Buying all new clothes. I wish I could enjoy it more!
A student told me the other day that her mom wished she could be pregnant again after she asked me if I liked being pregnant. I told her I was glad to be having a child, but that I wasn’t crazy about being pregnant. She said her mom wished that she could be pregnant again even though she has 3 kids already. I appreciated this message. I also not long ago read some Erma Bombeck thing where she mentioned she wished she appreciated pregnancy more. It makes me think I should worry less about squooshing the little babe and being miserable in almost everything but a dress.
The kid is growing to look more like a little person rather than the early stages had her looking like, with the large head. She is getting bones, starting to hear maybe and skin is growing.
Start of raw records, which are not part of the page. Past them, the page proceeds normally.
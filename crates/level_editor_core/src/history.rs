// SPDX-License-Identifier: MIT OR Apache-2.0
//! Undo/redo history.
//!
//! [`HistoryStack`] keeps two sequences: `done` (most recent last) and
//! `undone` (most recent first). Recording clears `undone`; undo and redo each
//! move exactly one action between the two and replay it against a context
//! (for the editor, the [`Scene`](crate::entity::Scene)).

use crate::error::Result;
use std::collections::VecDeque;
use std::fmt;

/// Maximum undo history depth
pub const MAX_HISTORY: usize = 100;

/// A named, reversible unit of work
pub trait ReversibleAction<C> {
    /// Human-readable description
    fn label(&self) -> &str;

    /// Reverse the action
    fn undo(&self, ctx: &mut C) -> Result<()>;

    /// Re-apply the action
    fn redo(&self, ctx: &mut C) -> Result<()>;
}

type Step<C> = Box<dyn Fn(&mut C) -> Result<()>>;

/// Action built from an undo/redo closure pair
pub struct FnAction<C> {
    label: String,
    undo: Step<C>,
    redo: Step<C>,
}

impl<C> FnAction<C> {
    /// Create an action from its reverse and forward operations
    pub fn new(
        label: impl Into<String>,
        undo: impl Fn(&mut C) -> Result<()> + 'static,
        redo: impl Fn(&mut C) -> Result<()> + 'static,
    ) -> Self {
        Self {
            label: label.into(),
            undo: Box::new(undo),
            redo: Box::new(redo),
        }
    }
}

impl<C> ReversibleAction<C> for FnAction<C> {
    fn label(&self) -> &str {
        &self.label
    }

    fn undo(&self, ctx: &mut C) -> Result<()> {
        (self.undo)(ctx)
    }

    fn redo(&self, ctx: &mut C) -> Result<()> {
        (self.redo)(ctx)
    }
}

impl<C> fmt::Debug for FnAction<C> {
    fn fmt(&self, f: &mut fmt::Formatter<'_>) -> fmt::Result {
        f.debug_struct("FnAction").field("label", &self.label).finish()
    }
}

/// History statistics
#[derive(Debug, Clone, Copy, Default, PartialEq, Eq)]
pub struct HistoryStats {
    /// Actions that can be undone
    pub undo_count: usize,
    /// Actions that can be redone
    pub redo_count: usize,
    /// Maximum history depth
    pub max_depth: usize,
}

/// Undo/redo history manager
pub struct HistoryStack<C> {
    /// Most recent last
    done: VecDeque<Box<dyn ReversibleAction<C>>>,
    /// Most recent first
    undone: VecDeque<Box<dyn ReversibleAction<C>>>,
    max_depth: usize,
}

impl<C> HistoryStack<C> {
    /// Create a new history manager
    pub fn new() -> Self {
        Self::with_max_depth(MAX_HISTORY)
    }

    /// Create with custom maximum depth (at least one entry is always kept)
    pub fn with_max_depth(max_depth: usize) -> Self {
        Self {
            done: VecDeque::new(),
            undone: VecDeque::new(),
            max_depth: max_depth.max(1),
        }
    }

    /// Append an action and discard everything that could be redone
    pub fn record(&mut self, action: impl ReversibleAction<C> + 'static) {
        self.record_boxed(Box::new(action));
    }

    /// [`HistoryStack::record`] for an already boxed action
    pub fn record_boxed(&mut self, action: Box<dyn ReversibleAction<C>>) {
        tracing::debug!("Recorded '{}'", action.label());
        self.undone.clear();
        self.done.push_back(action);

        while self.done.len() > self.max_depth {
            if let Some(dropped) = self.done.pop_front() {
                tracing::debug!("History full, dropped '{}'", dropped.label());
            }
        }
    }

    /// Undo the most recent action. Returns `Ok(false)` when there is nothing
    /// to undo. If the action fails to replay it stays on the undo side.
    pub fn undo(&mut self, ctx: &mut C) -> Result<bool> {
        let Some(action) = self.done.pop_back() else {
            return Ok(false);
        };

        if let Err(e) = action.undo(ctx) {
            tracing::warn!("Undo of '{}' failed: {e}", action.label());
            self.done.push_back(action);
            return Err(e);
        }

        tracing::debug!("Undo '{}'", action.label());
        self.undone.push_front(action);
        Ok(true)
    }

    /// Redo the most recently undone action. Returns `Ok(false)` when there is
    /// nothing to redo. If the action fails to replay it stays on the redo side.
    pub fn redo(&mut self, ctx: &mut C) -> Result<bool> {
        let Some(action) = self.undone.pop_front() else {
            return Ok(false);
        };

        if let Err(e) = action.redo(ctx) {
            tracing::warn!("Redo of '{}' failed: {e}", action.label());
            self.undone.push_front(action);
            return Err(e);
        }

        tracing::debug!("Redo '{}'", action.label());
        self.done.push_back(action);
        Ok(true)
    }

    /// Clear both sequences
    pub fn reset(&mut self) {
        self.done.clear();
        self.undone.clear();
    }

    /// Check if undo is available
    pub fn can_undo(&self) -> bool {
        !self.done.is_empty()
    }

    /// Check if redo is available
    pub fn can_redo(&self) -> bool {
        !self.undone.is_empty()
    }

    /// Get undo stack depth
    pub fn undo_depth(&self) -> usize {
        self.done.len()
    }

    /// Get redo stack depth
    pub fn redo_depth(&self) -> usize {
        self.undone.len()
    }

    /// Get description of next undo operation
    pub fn undo_label(&self) -> Option<&str> {
        self.done.back().map(|a| a.label())
    }

    /// Get description of next redo operation
    pub fn redo_label(&self) -> Option<&str> {
        self.undone.front().map(|a| a.label())
    }

    /// Labels of undoable actions, oldest first
    pub fn undo_labels(&self) -> impl Iterator<Item = &str> {
        self.done.iter().map(|a| a.label())
    }

    /// Labels of redoable actions, next redo first
    pub fn redo_labels(&self) -> impl Iterator<Item = &str> {
        self.undone.iter().map(|a| a.label())
    }

    /// Get history statistics
    pub fn stats(&self) -> HistoryStats {
        HistoryStats {
            undo_count: self.done.len(),
            redo_count: self.undone.len(),
            max_depth: self.max_depth,
        }
    }
}

impl<C> Default for HistoryStack<C> {
    fn default() -> Self {
        Self::new()
    }
}

impl<C> fmt::Debug for HistoryStack<C> {
    fn fmt(&self, f: &mut fmt::Formatter<'_>) -> fmt::Result {
        f.debug_struct("HistoryStack")
            .field("done", &self.undo_labels().collect::<Vec<_>>())
            .field("undone", &self.redo_labels().collect::<Vec<_>>())
            .field("max_depth", &self.max_depth)
            .finish()
    }
}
And I am wondering how uncomfortable would I be if I attacked that evergreen shrub in our yard with the nippers, knowing full well I would have to bend over the whole time.
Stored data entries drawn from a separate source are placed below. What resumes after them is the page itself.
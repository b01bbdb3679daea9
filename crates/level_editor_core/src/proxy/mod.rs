// SPDX-License-Identifier: MIT OR Apache-2.0
//! Multi-selection proxies.
//!
//! A proxy presents one property set for N selected entities. Each mirrored
//! property is either [`Mirrored::Unanimous`] or [`Mirrored::Mixed`]. Writing
//! through the proxy fans the value out to every target and records a single
//! [`PropertyEdit`] whose undo restores each target's own prior value.
//!
//! Proxies listen to their targets. A change that did not come from the proxy
//! (an undo, another tool) marks the property stale so the UI knows to call
//! `refresh`. Changes the proxy makes itself are ignored while an
//! [`UpdateGuard`] is held.
//!
//! Listeners are tied to the proxy's lifetime: dropping a proxy retires them
//! without touching the scene. Attaching or detaching a component on a
//! selected entity marks the proxy stale too, and the next `refresh` binds to
//! the current components.

mod component;
mod entity;

pub use component::ComponentProxy;
pub use entity::EntityProxy;

use crate::commands::{write_all, PropertyEdit, TargetKind};
use crate::entity::{EntityId, Scene, COMPONENTS_CHANGED};
use crate::error::{EditError, Result};
use crate::history::HistoryStack;
use crate::notify::SubscriptionId;
use crate::property::{find_descriptor, Inspectable};
use crate::value::{Mirrored, PropertyValue};
use indexmap::IndexMap;
use std::cell::{Cell, RefCell};
use std::rc::Rc;

/// Shared between a proxy and the listeners it registers on its targets
#[derive(Debug)]
struct Feedback {
    updates_enabled: Cell<bool>,
    stale: RefCell<Vec<&'static str>>,
}

impl Default for Feedback {
    fn default() -> Self {
        Self {
            updates_enabled: Cell::new(true),
            stale: RefCell::new(Vec::new()),
        }
    }
}

impl Feedback {
    fn suspend(self: &Rc<Self>) -> UpdateGuard {
        let previous = self.updates_enabled.replace(false);
        UpdateGuard {
            feedback: Rc::clone(self),
            previous,
        }
    }

    fn on_target_changed(&self, property: &'static str) {
        if !self.updates_enabled.get() {
            return;
        }
        let mut stale = self.stale.borrow_mut();
        if !stale.contains(&property) {
            stale.push(property);
        }
    }
}

/// Scoped token that keeps a proxy from reacting to its targets.
///
/// Dropping the guard restores the previous state, including on early return.
#[derive(Debug)]
pub struct UpdateGuard {
    feedback: Rc<Feedback>,
    previous: bool,
}

impl Drop for UpdateGuard {
    fn drop(&mut self) {
        self.feedback.updates_enabled.set(self.previous);
    }
}

/// Mirrored state of one target kind over a fixed selection
#[derive(Debug)]
struct MirrorSet {
    target: TargetKind,
    selection: Vec<EntityId>,
    values: IndexMap<&'static str, Mirrored<PropertyValue>>,
    feedback: Rc<Feedback>,
    subscriptions: Vec<(EntityId, TargetKind, SubscriptionId)>,
}

impl MirrorSet {
    fn new(scene: &mut Scene, target: TargetKind, selection: Vec<EntityId>) -> Result<Self> {
        if selection.is_empty() {
            return Err(EditError::EmptySelection);
        }
        for id in &selection {
            target.resolve(scene, *id)?;
        }

        let mut mirror = Self {
            target,
            selection,
            values: IndexMap::new(),
            feedback: Rc::new(Feedback::default()),
            subscriptions: Vec::new(),
        };
        mirror.attach(scene)?;
        mirror.refresh(scene)?;
        Ok(mirror)
    }

    fn attach(&mut self, scene: &mut Scene) -> Result<()> {
        for id in &self.selection {
            let subscription = self
                .target
                .resolve_mut(scene, *id)?
                .notifier_mut()
                .subscribe_weak(&self.feedback, |feedback, event| {
                    feedback.on_target_changed(event.property);
                });
            self.subscriptions.push((*id, self.target, subscription));

            // A re-attached component has a fresh notifier; the owner reports the swap
            if let TargetKind::Component(kind) = self.target {
                let subscription = scene.entity_mut(*id)?.notifier_mut().subscribe_weak(
                    &self.feedback,
                    move |feedback, event| {
                        if event.property == COMPONENTS_CHANGED && event.origin.component == Some(kind) {
                            feedback.on_target_changed(event.property);
                        }
                    },
                );
                self.subscriptions.push((*id, TargetKind::Entity, subscription));
            }
        }
        Ok(())
    }

    fn detach(&mut self, scene: &mut Scene) {
        for (id, target, subscription) in self.subscriptions.drain(..) {
            if let Ok(object) = target.resolve_mut(scene, id) {
                object.notifier_mut().unsubscribe(subscription);
            }
        }
    }

    fn refresh(&mut self, scene: &mut Scene) -> Result<()> {
        if self.components_changed() {
            tracing::debug!("Re-binding {:?} listeners after component change", self.target);
            self.detach(scene);
            self.attach(scene)?;
        }

        let _guard = self.feedback.suspend();

        let mut values = IndexMap::new();
        for descriptor in self.target.properties() {
            let mut current = Vec::with_capacity(self.selection.len());
            for id in &self.selection {
                let value = self
                    .target
                    .resolve(scene, *id)?
                    .get(descriptor.name)
                    .ok_or_else(|| EditError::UnknownProperty(descriptor.name.to_string()))?;
                current.push(value);
            }
            if let Some(mirrored) = Mirrored::<PropertyValue>::from_properties(current) {
                values.insert(descriptor.name, mirrored);
            }
        }

        self.values = values;
        self.feedback.stale.borrow_mut().clear();
        Ok(())
    }

    fn components_changed(&self) -> bool {
        self.feedback.stale.borrow().contains(&COMPONENTS_CHANGED)
    }

    fn get(&self, property: &str) -> Result<&Mirrored<PropertyValue>> {
        self.values
            .get(property)
            .ok_or_else(|| EditError::UnknownProperty(property.to_string()))
    }

    fn set_mirrored(
        &mut self,
        scene: &mut Scene,
        history: &mut HistoryStack<Scene>,
        property: &str,
        value: PropertyValue,
    ) -> Result<bool> {
        let descriptor = find_descriptor(self.target.properties(), property)?;
        if let Err(e) = descriptor.validate(&value) {
            tracing::warn!("Rejected edit of {:?}.{property}: {e}", self.target);
            return Err(e);
        }

        let mut before = Vec::with_capacity(self.selection.len());
        for id in &self.selection {
            let old = self
                .target
                .resolve(scene, *id)?
                .get(descriptor.name)
                .ok_or_else(|| EditError::UnknownProperty(descriptor.name.to_string()))?;
            before.push((*id, old));
        }

        if before.iter().all(|(_, old)| old.is_same_as(&value)) {
            return Ok(false);
        }

        {
            let _guard = self.feedback.suspend();
            let writes: Vec<_> = self.selection.iter().map(|id| (*id, &value)).collect();
            let changed = write_all(scene, self.target, descriptor.name, &writes)?;
            tracing::debug!(
                "Fan-out {:?}.{} = {value} to {changed}/{} targets",
                self.target,
                descriptor.name,
                self.selection.len()
            );
            self.values
                .insert(descriptor.name, Mirrored::Unanimous(value.clone()));
        }

        history.record(PropertyEdit::new(
            scene,
            self.target,
            descriptor.name,
            before,
            value,
        ));
        Ok(true)
    }

    fn stale_properties(&self) -> Vec<&'static str> {
        self.feedback.stale.borrow().clone()
    }

    fn is_stale(&self) -> bool {
        !self.feedback.stale.borrow().is_empty()
    }

    fn updates_enabled(&self) -> bool {
        self.feedback.updates_enabled.get()
    }
}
I am counting the days till the end of the school year. I have made it through April pretty much, now just May. I have plenty of energy in the AM but by days end it is sort of like “you want more than for me to merely exist and breathe right now?” which isn’t really the kind of teacher I consider myself to be.
I have a 7:00 a.m. meeting every Tuesday. And I am lucky! Last pregnancy I worked right up 3 days before I gave birth and I was a week late. So, yes, I know I have no basis to whimper. I know it is all quite doable.